*** Block opens ***

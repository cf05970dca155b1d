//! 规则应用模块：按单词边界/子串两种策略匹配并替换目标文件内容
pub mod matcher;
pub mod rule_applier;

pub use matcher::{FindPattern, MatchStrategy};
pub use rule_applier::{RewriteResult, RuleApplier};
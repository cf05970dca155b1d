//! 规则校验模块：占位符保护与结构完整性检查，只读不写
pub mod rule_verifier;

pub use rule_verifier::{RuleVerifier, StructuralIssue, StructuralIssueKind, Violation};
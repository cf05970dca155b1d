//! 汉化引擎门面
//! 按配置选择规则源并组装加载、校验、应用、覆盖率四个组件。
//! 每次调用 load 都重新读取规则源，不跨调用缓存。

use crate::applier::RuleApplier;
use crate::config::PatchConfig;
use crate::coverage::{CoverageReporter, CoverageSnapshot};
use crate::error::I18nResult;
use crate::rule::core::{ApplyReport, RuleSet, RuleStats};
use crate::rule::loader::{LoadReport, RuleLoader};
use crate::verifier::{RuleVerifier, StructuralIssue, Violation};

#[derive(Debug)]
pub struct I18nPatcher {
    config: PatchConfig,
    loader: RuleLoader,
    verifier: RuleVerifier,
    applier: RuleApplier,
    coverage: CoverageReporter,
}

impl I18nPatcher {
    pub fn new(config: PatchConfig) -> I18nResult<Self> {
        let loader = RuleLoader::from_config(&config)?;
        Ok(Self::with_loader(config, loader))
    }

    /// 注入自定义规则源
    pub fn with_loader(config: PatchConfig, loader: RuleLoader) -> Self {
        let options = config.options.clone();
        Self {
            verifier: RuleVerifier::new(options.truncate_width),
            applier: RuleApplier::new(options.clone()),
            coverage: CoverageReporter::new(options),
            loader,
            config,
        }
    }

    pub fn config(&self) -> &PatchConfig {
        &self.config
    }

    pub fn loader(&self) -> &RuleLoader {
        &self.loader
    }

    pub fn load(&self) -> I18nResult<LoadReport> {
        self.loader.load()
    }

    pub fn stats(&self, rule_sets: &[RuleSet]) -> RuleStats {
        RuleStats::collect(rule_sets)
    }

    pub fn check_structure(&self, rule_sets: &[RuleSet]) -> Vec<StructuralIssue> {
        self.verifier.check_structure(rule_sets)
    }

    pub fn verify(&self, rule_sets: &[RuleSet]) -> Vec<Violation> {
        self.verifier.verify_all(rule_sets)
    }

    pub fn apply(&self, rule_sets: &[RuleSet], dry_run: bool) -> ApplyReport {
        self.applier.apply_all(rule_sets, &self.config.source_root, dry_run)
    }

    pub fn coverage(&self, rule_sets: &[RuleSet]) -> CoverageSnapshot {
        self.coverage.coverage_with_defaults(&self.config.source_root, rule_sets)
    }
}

*** Block closes ***

=== Task ===
Each line of the listing that contains the word "StructuralIssue" must be counted. Give only the resulting figure.

=== Task answer ===
3